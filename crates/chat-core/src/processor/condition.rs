//! Nodo condition: evalúa `content.conditions[i].if` en orden de
//! declaración; el primero verdadero elige la conexión `$i`; ninguno →
//! default. Cada evaluación queda registrada para la traza.

use serde_json::{json, Value};

use crate::model::{Node, Session, StepResult};
use chat_domain::predicate::Predicate;
use chat_domain::types::ConnectionType;

pub fn process(node: &Node, session: &Session) -> StepResult {
    let conditions = node.content
                         .get("conditions")
                         .and_then(Value::as_array)
                         .cloned()
                         .unwrap_or_default();

    let mut evaluated = Vec::new();
    let mut matched: Option<usize> = None;
    let mut errors = Vec::new();

    for (index, condition) in conditions.iter().enumerate() {
        let expression = condition.get("if").cloned().unwrap_or(Value::Null);
        let (result, error) = match Predicate::parse(&expression) {
            Ok(predicate) => (predicate.eval(&session.state), None),
            Err(err) => (false, Some(err.to_string())),
        };
        if let Some(err) = &error {
            errors.push(format!("condition {index}: {err}"));
        }
        evaluated.push(json!({
            "index": index,
            "expression": expression,
            "result": result,
            "error": error,
        }));
        if matched.is_none() && result {
            matched = Some(index);
        }
    }

    let connection = match matched {
        Some(index) => match ConnectionType::option(index) {
            Some(conn) => conn,
            None => {
                // Solo existen tokens $0/$1; índices mayores caen en default
                log::warn!("condition node '{}' matched index {} beyond option connections", node.node_id, index);
                ConnectionType::Default
            }
        },
        None => ConnectionType::Default,
    };

    StepResult { connection: Some(connection),
                 errors,
                 details: json!({
                     "type": "condition",
                     "conditions_evaluated": evaluated,
                     "matched_condition_index": matched,
                     "connection_taken": connection.as_str(),
                 }),
                 ..StepResult::default() }
}

#[cfg(test)]
mod tests {
    use super::*;
    use crate::processor::testutil::{make_node, session_with_state};
    use chat_domain::types::NodeType;
    use serde_json::json;

    fn condition_node(conditions: Value) -> Node {
        make_node("c1", NodeType::Condition, json!({"conditions": conditions}))
    }

    #[test]
    fn first_truthy_condition_selects_its_option() {
        let session = session_with_state(json!({"user": {"age": 9}}));
        let node = condition_node(json!([
            {"if": {"var": "user.age", "op": "<", "value": 8}},
            {"if": {"var": "user.age", "op": ">=", "value": 8}},
        ]));
        let result = process(&node, &session);
        assert_eq!(result.connection, Some(ConnectionType::Option1));
        assert_eq!(result.details["matched_condition_index"], json!(1));
        let evaluated = result.details["conditions_evaluated"].as_array().unwrap();
        assert_eq!(evaluated.len(), 2);
        assert_eq!(evaluated[0]["result"], json!(false));
        assert_eq!(evaluated[1]["result"], json!(true));
    }

    #[test]
    fn no_truthy_condition_falls_to_default() {
        let session = session_with_state(json!({}));
        let node = condition_node(json!([{"if": {"var": "user.age", "op": ">", "value": 100}}]));
        let result = process(&node, &session);
        assert_eq!(result.connection, Some(ConnectionType::Default));
        assert_eq!(result.details["matched_condition_index"], json!(null));
    }

    #[test]
    fn malformed_predicates_record_errors_and_count_as_false() {
        let session = session_with_state(json!({}));
        let node = condition_node(json!([{"if": {"op": "=="}}]));
        let result = process(&node, &session);
        assert_eq!(result.connection, Some(ConnectionType::Default));
        assert_eq!(result.errors.len(), 1);
    }
}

= = = =

Of all the lines above, tally those with the word "evaluated". Write the total only.

TASK RESPONSE → 7